The Boyer-Moore Matching Algorithm uses the bad character and the good suffix rules to skip futile alignments and speed up the search. It preprocesses the pattern P to build up look up tables for the two rules.
Another way to speed up the search is to preprocess the text T. Just like indices at the end of a book, the purpose of indexing/preprocessing T is to help us quickly locate the content of interest (pattern P) in T.

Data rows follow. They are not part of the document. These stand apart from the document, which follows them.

//! Keyboard-driven host loop around a board

pub mod command;
pub mod patterns;
pub mod session;
pub mod terminal;

pub use command::Command;
pub use patterns::PatternCycle;
pub use session::{board_from_config, Flow, Session};
pub use terminal::run_interactive;
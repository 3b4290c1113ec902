//! Configuration management for the Game of Life runner

pub mod settings;

pub use settings::{
    BoardConfig, CliOverrides, FilesConfig, Settings, SimulationConfig, StabilityConfig,
};
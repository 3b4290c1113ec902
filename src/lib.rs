//! Conway's Game of Life
//!
//! A toroidal board of cells advanced in synchronized generations, with
//! plain-text frame persistence, symmetry and stability experiments, and a
//! keyboard-driven terminal loop.

pub mod analysis;
pub mod app;
pub mod config;
pub mod game_of_life;
pub mod utils;

pub use config::Settings;
pub use game_of_life::{Board, BoardError, Cell};
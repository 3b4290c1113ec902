//! Repeated-trial stability timing
//!
//! Each trial advances a fresh random board until a caller-chosen
//! [`StabilityCriterion`] holds or a generation cutoff is reached.

use crate::config::Settings;
use crate::game_of_life::Board;
use anyhow::Result;
use rayon::prelude::*;
use serde::{Deserialize, Serialize};
use std::collections::VecDeque;
use std::fmt;

/// When a board counts as stable
#[derive(Debug, Clone, PartialEq, Eq, Serialize, Deserialize)]
#[serde(tag = "kind", rename_all = "snake_case")]
pub enum StabilityCriterion {
    /// Live-cell count unchanged for `window` consecutive advances
    LiveCountPlateau { window: usize },
    /// Grid state equal to one of the previous `history` states
    StateRepeat { history: usize },
}

impl StabilityCriterion {
    pub fn validate(&self) -> Result<()> {
        match self {
            StabilityCriterion::LiveCountPlateau { window: 0 } => {
                anyhow::bail!("Plateau window must be positive")
            }
            StabilityCriterion::StateRepeat { history: 0 } => {
                anyhow::bail!("State history length must be positive")
            }
            _ => Ok(()),
        }
    }

    pub fn tracker(&self) -> StabilityTracker {
        match *self {
            StabilityCriterion::LiveCountPlateau { window } => StabilityTracker::Plateau {
                window,
                last_count: None,
                unchanged: 0,
            },
            StabilityCriterion::StateRepeat { history } => StabilityTracker::Repeat {
                history,
                seen: VecDeque::with_capacity(history),
            },
        }
    }
}

impl fmt::Display for StabilityCriterion {
    fn fmt(&self, f: &mut fmt::Formatter<'_>) -> fmt::Result {
        match self {
            StabilityCriterion::LiveCountPlateau { window } => {
                write!(f, "live count unchanged for {} generations", window)
            }
            StabilityCriterion::StateRepeat { history } => {
                write!(f, "state repeats within {} generations", history)
            }
        }
    }
}

/// Running state for one criterion over one board's history
#[derive(Debug, Clone)]
pub enum StabilityTracker {
    Plateau {
        window: usize,
        last_count: Option<usize>,
        unchanged: usize,
    },
    Repeat {
        history: usize,
        seen: VecDeque<Vec<bool>>,
    },
}

impl StabilityTracker {
    /// Record the board's current generation; true once the criterion holds
    pub fn observe(&mut self, board: &Board) -> bool {
        match self {
            StabilityTracker::Plateau {
                window,
                last_count,
                unchanged,
            } => {
                let count = board.count_live_cells();
                *unchanged = match *last_count {
                    Some(previous) if previous == count => *unchanged + 1,
                    _ => 0,
                };
                *last_count = Some(count);
                *unchanged >= *window
            }
            StabilityTracker::Repeat { history, seen } => {
                let state = board.snapshot();
                let repeated = seen.contains(&state);
                if seen.len() == *history {
                    seen.pop_front();
                }
                seen.push_back(state);
                repeated
            }
        }
    }
}

#[derive(Debug, Clone, Copy, PartialEq, Eq, Serialize, Deserialize)]
#[serde(tag = "outcome", rename_all = "snake_case")]
pub enum TrialOutcome {
    Stabilized { generations: usize },
    CutOff,
}

/// Advance `board` until `criterion` holds, at most `max_generations` times
pub fn run_trial(
    board: &mut Board,
    criterion: &StabilityCriterion,
    max_generations: usize,
) -> TrialOutcome {
    let mut tracker = criterion.tracker();
    tracker.observe(board);

    for generation in 1..=max_generations {
        board.advance();
        if tracker.observe(board) {
            return TrialOutcome::Stabilized {
                generations: generation,
            };
        }
    }

    TrialOutcome::CutOff
}

/// Parameters of a stability-timing experiment
#[derive(Debug, Clone, PartialEq)]
pub struct StabilityExperiment {
    pub width: usize,
    pub height: usize,
    pub cell_size: usize,
    pub live_density: f64,
    /// Trial `i` uses `seed + i`; entropy when absent
    pub seed: Option<u64>,
    pub trials: usize,
    pub max_generations: usize,
    pub criterion: StabilityCriterion,
}

impl StabilityExperiment {
    pub fn from_settings(settings: &Settings) -> Self {
        Self {
            width: settings.board.width,
            height: settings.board.height,
            cell_size: settings.board.cell_size,
            live_density: settings.board.live_density,
            seed: settings.board.seed,
            trials: settings.stability.trials,
            max_generations: settings.stability.max_generations,
            criterion: settings.stability.criterion.clone(),
        }
    }

    fn fresh_board(&self, trial: usize) -> Board {
        match self.seed {
            Some(seed) => Board::with_seed(
                self.width,
                self.height,
                self.cell_size,
                self.live_density,
                seed.wrapping_add(trial as u64),
            ),
            None => Board::new(self.width, self.height, self.cell_size, self.live_density),
        }
    }

    /// Run every trial on its own fresh board
    pub fn run(&self) -> StabilityReport {
        let outcomes: Vec<TrialOutcome> = (0..self.trials)
            .into_par_iter()
            .map(|trial| {
                let mut board = self.fresh_board(trial);
                let outcome = run_trial(&mut board, &self.criterion, self.max_generations);
                tracing::debug!(trial, ?outcome, "stability trial finished");
                outcome
            })
            .collect();

        let report = StabilityReport::new(self.criterion.clone(), self.max_generations, outcomes);
        tracing::info!(
            trials = self.trials,
            stabilized = report.stabilized,
            cut_off = report.cut_off,
            "stability experiment finished"
        );
        report
    }
}

#[derive(Debug, Clone, PartialEq, Serialize, Deserialize)]
pub struct StabilityReport {
    pub criterion: StabilityCriterion,
    pub max_generations: usize,
    pub outcomes: Vec<TrialOutcome>,
    pub stabilized: usize,
    pub cut_off: usize,
    /// Mean over stabilized trials only
    pub average_generations: Option<f64>,
}

impl StabilityReport {
    pub fn new(
        criterion: StabilityCriterion,
        max_generations: usize,
        outcomes: Vec<TrialOutcome>,
    ) -> Self {
        let generations: Vec<usize> = outcomes
            .iter()
            .filter_map(|outcome| match outcome {
                TrialOutcome::Stabilized { generations } => Some(*generations),
                TrialOutcome::CutOff => None,
            })
            .collect();

        let stabilized = generations.len();
        let average_generations = (stabilized > 0)
            .then(|| generations.iter().sum::<usize>() as f64 / stabilized as f64);

        Self {
            criterion,
            max_generations,
            cut_off: outcomes.len() - stabilized,
            stabilized,
            outcomes,
            average_generations,
        }
    }

    pub fn to_json(&self) -> Result<String, serde_json::Error> {
        serde_json::to_string_pretty(self)
    }
}

impl fmt::Display for StabilityReport {
    fn fmt(&self, f: &mut fmt::Formatter<'_>) -> fmt::Result {
        writeln!(f, "Stability experiment ({})", self.criterion)?;
        writeln!(f, "  Trials: {}", self.outcomes.len())?;
        writeln!(f, "  Stabilized: {}", self.stabilized)?;
        writeln!(
            f,
            "  Cut off at {} generations: {}",
            self.max_generations, self.cut_off
        )?;
        match self.average_generations {
            Some(average) => writeln!(f, "  Average generations to stability: {:.1}", average),
            None => writeln!(f, "  Average generations to stability: n/a"),
        }
    }
}
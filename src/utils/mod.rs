//! Console formatting helpers

pub mod display;

pub use display::{BoardFormatter, Color, ColorOutput};
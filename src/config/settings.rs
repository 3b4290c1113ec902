//! Configuration settings for the Game of Life runner

use anyhow::{Context, Result};
use serde::{Deserialize, Serialize};
use std::path::PathBuf;

use crate::analysis::StabilityCriterion;

#[derive(Debug, Clone, PartialEq, Serialize, Deserialize)]
pub struct Settings {
    pub board: BoardConfig,
    pub simulation: SimulationConfig,
    pub files: FilesConfig,
    pub stability: StabilityConfig,
}

#[derive(Debug, Clone, PartialEq, Serialize, Deserialize)]
pub struct BoardConfig {
    pub width: usize,
    pub height: usize,
    pub cell_size: usize,
    pub live_density: f64,
    /// Fixed seed for reproducible boards; entropy when absent
    #[serde(default)]
    pub seed: Option<u64>,
}

#[derive(Debug, Clone, PartialEq, Serialize, Deserialize)]
pub struct SimulationConfig {
    pub tick_interval_ms: u64,
    pub symmetry_generations: usize,
}

#[derive(Debug, Clone, PartialEq, Serialize, Deserialize)]
pub struct FilesConfig {
    pub frame_path: PathBuf,
    pub patterns_directory: PathBuf,
}

#[derive(Debug, Clone, PartialEq, Serialize, Deserialize)]
pub struct StabilityConfig {
    pub trials: usize,
    pub max_generations: usize,
    pub criterion: StabilityCriterion,
}

impl Default for Settings {
    fn default() -> Self {
        Self {
            board: BoardConfig {
                width: 60,
                height: 20,
                cell_size: 1,
                live_density: crate::game_of_life::DEFAULT_LIVE_DENSITY,
                seed: None,
            },
            simulation: SimulationConfig {
                tick_interval_ms: 100,
                symmetry_generations: 100,
            },
            files: FilesConfig {
                frame_path: PathBuf::from("frames/frame.txt"),
                patterns_directory: PathBuf::from("patterns"),
            },
            stability: StabilityConfig {
                trials: 10,
                max_generations: 5000,
                criterion: StabilityCriterion::LiveCountPlateau { window: 50 },
            },
        }
    }
}

impl Settings {
    /// Load settings from a YAML file
    pub fn from_file(path: &PathBuf) -> Result<Self> {
        let content = std::fs::read_to_string(path)
            .with_context(|| format!("Failed to read config file: {}", path.display()))?;

        let settings: Settings = serde_yaml::from_str(&content)
            .with_context(|| format!("Failed to parse config file: {}", path.display()))?;

        settings.validate()?;
        Ok(settings)
    }

    /// Save settings to a YAML file
    pub fn to_file(&self, path: &PathBuf) -> Result<()> {
        let content = serde_yaml::to_string(self).context("Failed to serialize settings")?;

        if let Some(parent) = path.parent().filter(|p| !p.as_os_str().is_empty()) {
            std::fs::create_dir_all(parent)
                .with_context(|| format!("Failed to create directory: {}", parent.display()))?;
        }

        std::fs::write(path, content)
            .with_context(|| format!("Failed to write config file: {}", path.display()))?;

        Ok(())
    }

    /// Validate the settings.
    /// Live density is deliberately left unchecked; out-of-range values saturate.
    pub fn validate(&self) -> Result<()> {
        if self.board.cell_size == 0 {
            anyhow::bail!("Cell size must be positive");
        }

        if self.simulation.tick_interval_ms == 0 {
            anyhow::bail!("Tick interval must be positive");
        }

        if self.stability.trials == 0 {
            anyhow::bail!("Number of stability trials must be positive");
        }

        if self.stability.max_generations == 0 {
            anyhow::bail!("Stability generation cutoff must be positive");
        }

        self.stability.criterion.validate()?;

        Ok(())
    }

    /// Merge settings with command line overrides
    pub fn merge_with_cli(&mut self, cli_overrides: &CliOverrides) {
        if let Some(width) = cli_overrides.width {
            self.board.width = width;
        }
        if let Some(height) = cli_overrides.height {
            self.board.height = height;
        }
        if let Some(cell_size) = cli_overrides.cell_size {
            self.board.cell_size = cell_size;
        }
        if let Some(density) = cli_overrides.live_density {
            self.board.live_density = density;
        }
        if let Some(seed) = cli_overrides.seed {
            self.board.seed = Some(seed);
        }
        if let Some(ref frame) = cli_overrides.frame_path {
            self.files.frame_path = frame.clone();
        }
    }
}

/// Command line overrides for settings
#[derive(Debug, Default)]
pub struct CliOverrides {
    pub width: Option<usize>,
    pub height: Option<usize>,
    pub cell_size: Option<usize>,
    pub live_density: Option<f64>,
    pub seed: Option<u64>,
    pub frame_path: Option<PathBuf>,
}

#[cfg(test)]
mod tests {
    use super::*;
    use tempfile::tempdir;

    #[test]
    fn test_default_settings_are_valid() {
        assert!(Settings::default().validate().is_ok());
    }

    #[test]
    fn test_yaml_round_trip() {
        let temp_dir = tempdir().unwrap();
        let path = temp_dir.path().join("config/default.yaml");

        let mut settings = Settings::default();
        settings.board.seed = Some(7);
        settings.stability.criterion = StabilityCriterion::StateRepeat { history: 12 };
        settings.to_file(&path).unwrap();

        let loaded = Settings::from_file(&path).unwrap();
        assert_eq!(loaded, settings);
    }

    #[test]
    fn test_criterion_yaml_shape() {
        let yaml = "kind: live_count_plateau\nwindow: 30\n";
        let criterion: StabilityCriterion = serde_yaml::from_str(yaml).unwrap();
        assert_eq!(criterion, StabilityCriterion::LiveCountPlateau { window: 30 });
    }

    #[test]
    fn test_validation_rejects_zero_cell_size() {
        let mut settings = Settings::default();
        settings.board.cell_size = 0;
        assert!(settings.validate().is_err());
    }

    #[test]
    fn test_validation_ignores_density_range() {
        let mut settings = Settings::default();
        settings.board.live_density = 1.5;
        assert!(settings.validate().is_ok());
    }

    #[test]
    fn test_merge_with_cli() {
        let mut settings = Settings::default();
        settings.merge_with_cli(&CliOverrides {
            width: Some(10),
            cell_size: Some(2),
            seed: Some(3),
            ..Default::default()
        });

        assert_eq!(settings.board.width, 10);
        assert_eq!(settings.board.height, 20);
        assert_eq!(settings.board.cell_size, 2);
        assert_eq!(settings.board.seed, Some(3));
    }
}
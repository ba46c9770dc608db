//! Fire-and-forget telemetry for handshakes.
//!
//! The controller receives a sink at construction instead of reaching for a
//! process-wide instance. Recording never fails from the caller's point of
//! view: sinks log and swallow their own errors.

use std::fs::OpenOptions;
use std::io::Write;
use std::path::{Path, PathBuf};
use std::sync::{Arc, Mutex};

use chrono::{SecondsFormat, Utc};
use passport_types::ProviderKind;
use serde::{Deserialize, Serialize};

use crate::config::Config;

/// Named telemetry events emitted by the handshake controller.
#[derive(Debug, Clone, PartialEq, Eq, Serialize, Deserialize)]
#[serde(tag = "event", rename_all = "snake_case")]
pub enum TelemetryEvent {
    /// The login prompt was surfaced to the user (no cached credential).
    PromptShown,
    /// The user declined or dismissed the prompt.
    AuthDeclined,
    ExternalAuthSucceeded { provider: ProviderKind },
    ExternalAuthFailed {
        provider: ProviderKind,
        #[serde(default, skip_serializing_if = "Option::is_none")]
        message: Option<String>,
    },
}

impl TelemetryEvent {
    pub fn name(&self) -> &'static str {
        match self {
            TelemetryEvent::PromptShown => "prompt_shown",
            TelemetryEvent::AuthDeclined => "auth_declined",
            TelemetryEvent::ExternalAuthSucceeded { .. } => "external_auth_succeeded",
            TelemetryEvent::ExternalAuthFailed { .. } => "external_auth_failed",
        }
    }
}

pub trait Telemetry: Send + Sync {
    fn record(&self, event: &TelemetryEvent);
}

/// Discards every event.
#[derive(Debug, Default, Clone, Copy)]
pub struct NoopTelemetry;

impl Telemetry for NoopTelemetry {
    fn record(&self, _event: &TelemetryEvent) {}
}

/// Emits each event as a structured tracing record.
#[derive(Debug, Default, Clone, Copy)]
pub struct TracingTelemetry;

impl Telemetry for TracingTelemetry {
    fn record(&self, event: &TelemetryEvent) {
        match event {
            TelemetryEvent::ExternalAuthSucceeded { provider } => {
                tracing::info!(target: "passport::telemetry", event = event.name(), %provider);
            }
            TelemetryEvent::ExternalAuthFailed { provider, message } => {
                tracing::info!(
                    target: "passport::telemetry",
                    event = event.name(),
                    %provider,
                    message = message.as_deref().unwrap_or_default(),
                );
            }
            TelemetryEvent::PromptShown | TelemetryEvent::AuthDeclined => {
                tracing::info!(target: "passport::telemetry", event = event.name());
            }
        }
    }
}

#[derive(Serialize)]
struct JsonlRecord<'a> {
    ts: String,
    #[serde(flatten)]
    event: &'a TelemetryEvent,
}

/// Appends one JSON object per event to a file.
#[derive(Debug)]
pub struct JsonlTelemetry {
    path: PathBuf,
    lock: Mutex<()>,
}

impl JsonlTelemetry {
    pub fn new(path: impl Into<PathBuf>) -> Self {
        Self {
            path: path.into(),
            lock: Mutex::new(()),
        }
    }

    pub fn path(&self) -> &Path {
        &self.path
    }

    fn append(&self, event: &TelemetryEvent) -> std::io::Result<()> {
        let record = JsonlRecord {
            ts: Utc::now().to_rfc3339_opts(SecondsFormat::Millis, true),
            event,
        };
        let mut line = serde_json::to_string(&record)?;
        line.push('\n');

        let _guard = self
            .lock
            .lock()
            .unwrap_or_else(std::sync::PoisonError::into_inner);
        if let Some(parent) = self.path.parent() {
            std::fs::create_dir_all(parent)?;
        }
        let mut file = OpenOptions::new()
            .create(true)
            .append(true)
            .open(&self.path)?;
        file.write_all(line.as_bytes())
    }
}

impl Telemetry for JsonlTelemetry {
    fn record(&self, event: &TelemetryEvent) {
        if let Err(err) = self.append(event) {
            tracing::warn!(
                path = %self.path.display(),
                error = %err,
                "failed to record telemetry event"
            );
        }
    }
}

/// Forwards each event to every inner sink.
#[derive(Default, Clone)]
pub struct FanoutTelemetry {
    sinks: Vec<Arc<dyn Telemetry>>,
}

impl FanoutTelemetry {
    pub fn new(sinks: Vec<Arc<dyn Telemetry>>) -> Self {
        Self { sinks }
    }

    pub fn push(&mut self, sink: Arc<dyn Telemetry>) {
        self.sinks.push(sink);
    }

    pub fn is_empty(&self) -> bool {
        self.sinks.is_empty()
    }
}

impl Telemetry for FanoutTelemetry {
    fn record(&self, event: &TelemetryEvent) {
        for sink in &self.sinks {
            sink.record(event);
        }
    }
}

/// Builds the sink described by `[telemetry]`.
///
/// Disabled telemetry records nothing. Otherwise events go to tracing, and
/// also to a JSONL file when `jsonl_path` is set.
pub fn from_config(config: &Config, home: &Path) -> Arc<dyn Telemetry> {
    if !config.telemetry.enabled {
        return Arc::new(NoopTelemetry);
    }
    let mut fanout = FanoutTelemetry::new(vec![Arc::new(TracingTelemetry)]);
    if let Some(path) = config.telemetry_jsonl_path(home) {
        fanout.push(Arc::new(JsonlTelemetry::new(path)));
    }
    Arc::new(fanout)
}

Matching/searching algorithms where T is preprocessed is called an offline search, otherwise it’s called an online search.
Note that this definition does not care if P is preprocessed or not, as algorithms that preprocesses P usually do it on the fly, whereas the preprocessing of T is usually done before hand and the indices stored somewhere for a quick look up or search. For example, the Boyer-Moore algorithm is an online searching algorithm, as it does not preprocess the text T.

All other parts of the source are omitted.